● **PROBLEM REQUIREMENTS**: Check each line of the entries below for the word "RegistrationPacer" and state only how many lines have it.

(Beginning of SUPPLIED RECORDS)

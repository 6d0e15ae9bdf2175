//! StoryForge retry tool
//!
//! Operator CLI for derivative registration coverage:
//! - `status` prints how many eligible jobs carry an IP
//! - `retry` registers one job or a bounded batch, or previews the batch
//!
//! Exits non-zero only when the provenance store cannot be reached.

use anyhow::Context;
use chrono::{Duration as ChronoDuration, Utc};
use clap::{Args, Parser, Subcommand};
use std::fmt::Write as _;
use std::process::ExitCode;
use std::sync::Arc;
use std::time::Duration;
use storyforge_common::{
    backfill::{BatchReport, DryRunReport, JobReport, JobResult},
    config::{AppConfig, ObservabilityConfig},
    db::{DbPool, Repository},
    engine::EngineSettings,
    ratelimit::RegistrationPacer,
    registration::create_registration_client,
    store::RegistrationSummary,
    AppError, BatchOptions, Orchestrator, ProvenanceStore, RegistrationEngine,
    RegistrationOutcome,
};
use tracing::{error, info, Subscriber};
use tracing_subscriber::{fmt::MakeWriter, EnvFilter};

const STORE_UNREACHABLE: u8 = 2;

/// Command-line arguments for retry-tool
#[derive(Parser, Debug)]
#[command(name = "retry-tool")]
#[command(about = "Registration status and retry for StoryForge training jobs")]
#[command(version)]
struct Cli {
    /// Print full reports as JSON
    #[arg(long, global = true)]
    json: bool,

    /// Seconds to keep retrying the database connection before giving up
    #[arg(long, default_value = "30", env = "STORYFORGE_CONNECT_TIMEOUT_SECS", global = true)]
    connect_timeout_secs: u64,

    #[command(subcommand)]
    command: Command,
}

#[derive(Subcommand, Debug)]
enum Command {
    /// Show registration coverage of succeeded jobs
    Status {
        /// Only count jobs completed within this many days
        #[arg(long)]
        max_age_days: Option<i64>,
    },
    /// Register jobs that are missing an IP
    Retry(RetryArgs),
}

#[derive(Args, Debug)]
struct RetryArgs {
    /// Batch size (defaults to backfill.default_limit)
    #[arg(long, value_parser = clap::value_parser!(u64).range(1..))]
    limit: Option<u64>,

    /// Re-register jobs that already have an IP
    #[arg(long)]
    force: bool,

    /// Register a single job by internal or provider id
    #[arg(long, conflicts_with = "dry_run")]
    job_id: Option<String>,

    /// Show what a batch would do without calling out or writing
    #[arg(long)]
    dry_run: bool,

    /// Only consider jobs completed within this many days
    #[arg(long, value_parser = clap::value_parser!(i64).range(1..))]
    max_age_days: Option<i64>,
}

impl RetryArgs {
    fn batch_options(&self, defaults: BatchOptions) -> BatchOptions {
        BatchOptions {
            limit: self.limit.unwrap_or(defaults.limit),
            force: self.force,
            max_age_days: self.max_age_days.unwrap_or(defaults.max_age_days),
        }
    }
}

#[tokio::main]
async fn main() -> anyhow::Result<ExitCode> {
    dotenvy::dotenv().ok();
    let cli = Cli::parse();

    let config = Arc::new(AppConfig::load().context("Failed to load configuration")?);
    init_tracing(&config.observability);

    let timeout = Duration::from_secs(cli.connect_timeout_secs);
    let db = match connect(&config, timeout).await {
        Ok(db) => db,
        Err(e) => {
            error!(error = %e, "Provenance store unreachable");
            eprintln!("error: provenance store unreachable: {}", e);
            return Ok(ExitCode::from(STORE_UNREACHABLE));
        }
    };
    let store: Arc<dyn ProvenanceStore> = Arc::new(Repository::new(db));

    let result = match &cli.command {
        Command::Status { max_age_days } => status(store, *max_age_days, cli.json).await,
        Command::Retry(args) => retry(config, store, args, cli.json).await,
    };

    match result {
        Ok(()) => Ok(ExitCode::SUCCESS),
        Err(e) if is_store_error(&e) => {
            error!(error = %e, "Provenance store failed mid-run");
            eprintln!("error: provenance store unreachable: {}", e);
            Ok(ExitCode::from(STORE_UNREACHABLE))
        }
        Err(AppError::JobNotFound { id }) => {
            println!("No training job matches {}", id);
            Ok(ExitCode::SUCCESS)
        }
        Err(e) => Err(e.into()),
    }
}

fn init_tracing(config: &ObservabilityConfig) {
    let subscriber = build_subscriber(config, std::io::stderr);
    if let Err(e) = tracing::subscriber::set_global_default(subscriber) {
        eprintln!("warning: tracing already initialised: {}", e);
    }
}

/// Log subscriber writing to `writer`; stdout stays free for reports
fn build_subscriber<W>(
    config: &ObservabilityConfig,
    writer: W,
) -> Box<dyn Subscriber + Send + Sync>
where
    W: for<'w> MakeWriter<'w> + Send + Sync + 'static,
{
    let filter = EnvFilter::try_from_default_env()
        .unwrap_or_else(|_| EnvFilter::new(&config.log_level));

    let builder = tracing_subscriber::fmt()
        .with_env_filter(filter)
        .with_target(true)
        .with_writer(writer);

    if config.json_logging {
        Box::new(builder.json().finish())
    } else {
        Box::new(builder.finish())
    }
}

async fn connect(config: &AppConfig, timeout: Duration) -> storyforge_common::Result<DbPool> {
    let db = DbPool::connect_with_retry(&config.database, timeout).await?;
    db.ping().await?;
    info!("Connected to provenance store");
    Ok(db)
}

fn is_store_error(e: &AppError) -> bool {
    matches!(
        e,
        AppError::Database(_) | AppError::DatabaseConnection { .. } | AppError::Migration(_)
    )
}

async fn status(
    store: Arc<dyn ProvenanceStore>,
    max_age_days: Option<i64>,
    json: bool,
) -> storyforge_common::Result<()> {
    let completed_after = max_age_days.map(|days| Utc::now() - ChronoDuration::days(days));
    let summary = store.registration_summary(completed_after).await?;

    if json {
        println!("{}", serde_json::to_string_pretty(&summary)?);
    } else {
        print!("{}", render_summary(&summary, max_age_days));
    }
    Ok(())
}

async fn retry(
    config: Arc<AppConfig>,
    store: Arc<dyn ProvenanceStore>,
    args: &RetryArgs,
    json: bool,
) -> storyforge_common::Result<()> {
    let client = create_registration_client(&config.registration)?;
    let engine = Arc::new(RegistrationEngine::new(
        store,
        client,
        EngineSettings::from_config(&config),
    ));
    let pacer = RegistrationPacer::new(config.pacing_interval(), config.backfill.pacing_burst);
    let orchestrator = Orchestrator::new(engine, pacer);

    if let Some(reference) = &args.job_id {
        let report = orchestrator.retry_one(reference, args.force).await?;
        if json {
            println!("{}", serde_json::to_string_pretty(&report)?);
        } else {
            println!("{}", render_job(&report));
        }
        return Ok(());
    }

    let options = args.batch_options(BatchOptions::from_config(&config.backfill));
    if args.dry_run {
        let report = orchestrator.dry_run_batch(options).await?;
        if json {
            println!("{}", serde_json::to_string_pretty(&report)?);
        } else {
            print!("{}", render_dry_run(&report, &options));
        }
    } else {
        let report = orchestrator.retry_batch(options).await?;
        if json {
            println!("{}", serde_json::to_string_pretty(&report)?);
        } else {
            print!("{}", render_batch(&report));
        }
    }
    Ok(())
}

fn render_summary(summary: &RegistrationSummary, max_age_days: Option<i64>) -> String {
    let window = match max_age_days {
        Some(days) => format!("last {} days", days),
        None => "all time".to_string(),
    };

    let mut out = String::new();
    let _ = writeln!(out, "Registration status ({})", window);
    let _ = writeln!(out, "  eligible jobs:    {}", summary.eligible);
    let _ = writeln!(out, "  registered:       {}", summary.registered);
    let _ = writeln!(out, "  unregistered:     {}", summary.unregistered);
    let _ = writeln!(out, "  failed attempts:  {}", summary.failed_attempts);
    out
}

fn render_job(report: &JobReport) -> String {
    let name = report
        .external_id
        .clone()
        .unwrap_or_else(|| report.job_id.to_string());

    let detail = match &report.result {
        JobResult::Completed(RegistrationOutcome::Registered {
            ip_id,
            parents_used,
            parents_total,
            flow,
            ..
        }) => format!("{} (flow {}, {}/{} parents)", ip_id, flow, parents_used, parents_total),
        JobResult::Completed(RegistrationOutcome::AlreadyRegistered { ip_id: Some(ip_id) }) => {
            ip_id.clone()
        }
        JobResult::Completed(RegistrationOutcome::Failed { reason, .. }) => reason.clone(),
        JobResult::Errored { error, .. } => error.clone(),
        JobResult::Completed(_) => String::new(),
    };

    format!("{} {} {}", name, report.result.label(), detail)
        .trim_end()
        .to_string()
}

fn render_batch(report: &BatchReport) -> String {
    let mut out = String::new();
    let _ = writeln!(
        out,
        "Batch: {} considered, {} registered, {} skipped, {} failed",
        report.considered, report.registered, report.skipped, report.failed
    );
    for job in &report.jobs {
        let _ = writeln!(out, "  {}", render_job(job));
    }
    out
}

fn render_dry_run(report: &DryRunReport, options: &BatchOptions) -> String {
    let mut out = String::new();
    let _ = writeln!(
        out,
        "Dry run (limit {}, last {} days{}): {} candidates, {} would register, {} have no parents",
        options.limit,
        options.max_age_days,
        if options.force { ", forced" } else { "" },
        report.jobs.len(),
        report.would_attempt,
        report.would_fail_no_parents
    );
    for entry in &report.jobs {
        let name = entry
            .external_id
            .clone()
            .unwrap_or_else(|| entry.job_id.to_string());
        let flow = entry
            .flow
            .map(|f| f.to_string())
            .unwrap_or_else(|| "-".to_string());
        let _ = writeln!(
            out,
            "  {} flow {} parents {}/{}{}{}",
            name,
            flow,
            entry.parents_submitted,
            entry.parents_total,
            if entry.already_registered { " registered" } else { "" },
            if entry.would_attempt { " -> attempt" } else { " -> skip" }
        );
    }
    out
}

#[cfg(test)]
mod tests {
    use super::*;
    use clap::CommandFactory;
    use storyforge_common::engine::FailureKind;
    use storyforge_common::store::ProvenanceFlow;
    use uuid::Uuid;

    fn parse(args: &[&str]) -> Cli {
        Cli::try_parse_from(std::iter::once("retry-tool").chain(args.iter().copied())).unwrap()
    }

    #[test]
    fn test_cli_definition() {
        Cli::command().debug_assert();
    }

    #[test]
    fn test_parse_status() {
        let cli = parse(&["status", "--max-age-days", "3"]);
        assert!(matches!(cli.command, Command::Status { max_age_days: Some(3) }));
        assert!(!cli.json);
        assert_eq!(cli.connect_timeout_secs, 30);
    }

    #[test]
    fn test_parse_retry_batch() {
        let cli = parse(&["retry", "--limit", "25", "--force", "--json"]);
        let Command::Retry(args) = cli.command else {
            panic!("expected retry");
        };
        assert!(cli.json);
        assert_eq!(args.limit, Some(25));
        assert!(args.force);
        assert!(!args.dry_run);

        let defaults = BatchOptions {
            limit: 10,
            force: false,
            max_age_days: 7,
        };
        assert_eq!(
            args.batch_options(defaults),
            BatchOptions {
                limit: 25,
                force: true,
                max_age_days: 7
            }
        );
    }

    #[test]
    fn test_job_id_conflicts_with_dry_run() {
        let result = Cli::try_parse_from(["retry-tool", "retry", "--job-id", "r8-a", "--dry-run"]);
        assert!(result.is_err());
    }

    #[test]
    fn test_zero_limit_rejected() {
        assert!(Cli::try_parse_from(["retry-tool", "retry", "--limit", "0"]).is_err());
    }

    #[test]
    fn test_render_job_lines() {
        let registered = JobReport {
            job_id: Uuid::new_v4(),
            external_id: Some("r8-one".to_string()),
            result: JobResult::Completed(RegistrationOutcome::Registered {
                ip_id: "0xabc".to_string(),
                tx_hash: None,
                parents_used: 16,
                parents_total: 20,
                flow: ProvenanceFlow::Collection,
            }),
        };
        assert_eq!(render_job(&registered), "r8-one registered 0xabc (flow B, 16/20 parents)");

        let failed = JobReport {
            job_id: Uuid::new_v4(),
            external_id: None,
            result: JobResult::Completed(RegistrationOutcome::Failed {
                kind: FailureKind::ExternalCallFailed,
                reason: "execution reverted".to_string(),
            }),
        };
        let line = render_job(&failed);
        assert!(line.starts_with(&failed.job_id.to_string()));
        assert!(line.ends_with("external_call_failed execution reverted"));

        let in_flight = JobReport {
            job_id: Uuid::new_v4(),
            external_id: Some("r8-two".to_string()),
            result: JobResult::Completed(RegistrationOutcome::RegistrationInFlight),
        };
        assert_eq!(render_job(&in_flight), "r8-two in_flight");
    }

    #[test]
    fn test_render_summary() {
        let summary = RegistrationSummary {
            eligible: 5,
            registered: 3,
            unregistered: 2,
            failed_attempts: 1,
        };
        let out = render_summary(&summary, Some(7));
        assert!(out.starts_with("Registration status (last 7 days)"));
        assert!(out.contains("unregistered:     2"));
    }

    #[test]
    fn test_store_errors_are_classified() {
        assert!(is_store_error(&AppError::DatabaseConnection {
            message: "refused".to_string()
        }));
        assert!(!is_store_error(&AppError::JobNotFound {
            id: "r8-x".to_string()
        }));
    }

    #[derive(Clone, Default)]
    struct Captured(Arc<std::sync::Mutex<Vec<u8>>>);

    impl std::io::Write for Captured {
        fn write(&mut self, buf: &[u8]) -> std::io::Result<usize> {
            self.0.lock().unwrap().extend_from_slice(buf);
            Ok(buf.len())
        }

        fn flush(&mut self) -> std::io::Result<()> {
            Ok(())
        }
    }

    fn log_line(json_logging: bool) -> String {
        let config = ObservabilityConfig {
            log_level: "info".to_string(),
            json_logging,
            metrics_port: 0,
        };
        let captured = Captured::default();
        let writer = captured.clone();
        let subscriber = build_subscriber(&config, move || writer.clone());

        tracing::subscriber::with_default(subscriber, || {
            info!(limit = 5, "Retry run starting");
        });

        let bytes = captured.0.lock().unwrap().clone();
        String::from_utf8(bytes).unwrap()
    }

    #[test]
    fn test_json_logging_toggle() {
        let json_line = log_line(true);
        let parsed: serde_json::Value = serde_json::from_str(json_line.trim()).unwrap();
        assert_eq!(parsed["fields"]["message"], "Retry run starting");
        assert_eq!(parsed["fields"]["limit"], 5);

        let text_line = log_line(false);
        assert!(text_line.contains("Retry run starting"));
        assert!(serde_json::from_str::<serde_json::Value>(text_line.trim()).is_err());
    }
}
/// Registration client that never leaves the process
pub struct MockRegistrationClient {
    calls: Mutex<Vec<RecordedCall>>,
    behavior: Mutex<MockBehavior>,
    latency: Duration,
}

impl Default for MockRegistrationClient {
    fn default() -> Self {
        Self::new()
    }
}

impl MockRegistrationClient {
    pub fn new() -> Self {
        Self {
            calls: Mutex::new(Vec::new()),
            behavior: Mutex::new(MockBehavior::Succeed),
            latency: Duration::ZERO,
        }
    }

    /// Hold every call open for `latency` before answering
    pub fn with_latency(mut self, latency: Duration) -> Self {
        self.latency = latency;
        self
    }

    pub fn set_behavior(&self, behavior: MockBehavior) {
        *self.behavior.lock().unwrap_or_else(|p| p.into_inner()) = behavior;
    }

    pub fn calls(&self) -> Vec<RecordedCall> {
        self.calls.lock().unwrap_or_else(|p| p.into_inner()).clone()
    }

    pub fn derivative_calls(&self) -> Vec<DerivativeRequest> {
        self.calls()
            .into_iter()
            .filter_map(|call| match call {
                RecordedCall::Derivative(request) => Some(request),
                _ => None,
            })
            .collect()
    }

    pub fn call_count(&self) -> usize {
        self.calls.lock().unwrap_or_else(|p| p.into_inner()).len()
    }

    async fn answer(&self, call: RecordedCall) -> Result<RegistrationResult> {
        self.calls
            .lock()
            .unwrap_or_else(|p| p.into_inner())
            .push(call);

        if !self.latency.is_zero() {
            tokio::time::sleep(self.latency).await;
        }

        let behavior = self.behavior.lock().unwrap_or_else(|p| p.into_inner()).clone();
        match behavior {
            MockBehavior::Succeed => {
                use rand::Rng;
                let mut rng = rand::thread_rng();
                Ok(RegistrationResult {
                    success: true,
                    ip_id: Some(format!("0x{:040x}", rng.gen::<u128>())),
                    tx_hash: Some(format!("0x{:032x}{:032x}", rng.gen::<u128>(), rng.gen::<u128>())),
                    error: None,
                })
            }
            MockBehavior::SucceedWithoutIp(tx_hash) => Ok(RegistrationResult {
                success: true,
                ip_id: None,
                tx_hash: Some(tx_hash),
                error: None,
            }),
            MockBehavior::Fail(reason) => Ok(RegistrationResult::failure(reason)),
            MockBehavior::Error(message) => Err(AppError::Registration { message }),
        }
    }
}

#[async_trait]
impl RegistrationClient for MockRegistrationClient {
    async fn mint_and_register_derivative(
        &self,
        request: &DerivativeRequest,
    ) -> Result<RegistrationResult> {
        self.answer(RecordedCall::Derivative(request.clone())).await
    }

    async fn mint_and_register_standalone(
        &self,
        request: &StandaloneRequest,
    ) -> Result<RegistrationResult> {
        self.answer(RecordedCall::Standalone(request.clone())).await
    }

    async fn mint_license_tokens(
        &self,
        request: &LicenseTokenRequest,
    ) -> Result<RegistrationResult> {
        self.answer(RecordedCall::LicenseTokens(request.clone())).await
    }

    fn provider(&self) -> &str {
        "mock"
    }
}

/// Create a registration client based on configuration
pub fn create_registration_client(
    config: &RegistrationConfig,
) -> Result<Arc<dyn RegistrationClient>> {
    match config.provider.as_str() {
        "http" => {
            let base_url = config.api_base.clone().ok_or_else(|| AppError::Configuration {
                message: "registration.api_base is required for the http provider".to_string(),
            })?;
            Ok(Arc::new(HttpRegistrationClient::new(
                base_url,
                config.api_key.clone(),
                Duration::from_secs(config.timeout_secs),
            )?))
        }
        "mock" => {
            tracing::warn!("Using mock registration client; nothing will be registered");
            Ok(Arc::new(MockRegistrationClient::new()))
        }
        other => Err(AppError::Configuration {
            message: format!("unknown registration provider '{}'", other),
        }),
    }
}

(End of SUPPLIED RECORDS)

● **EXERCISE SOLUTION**: 2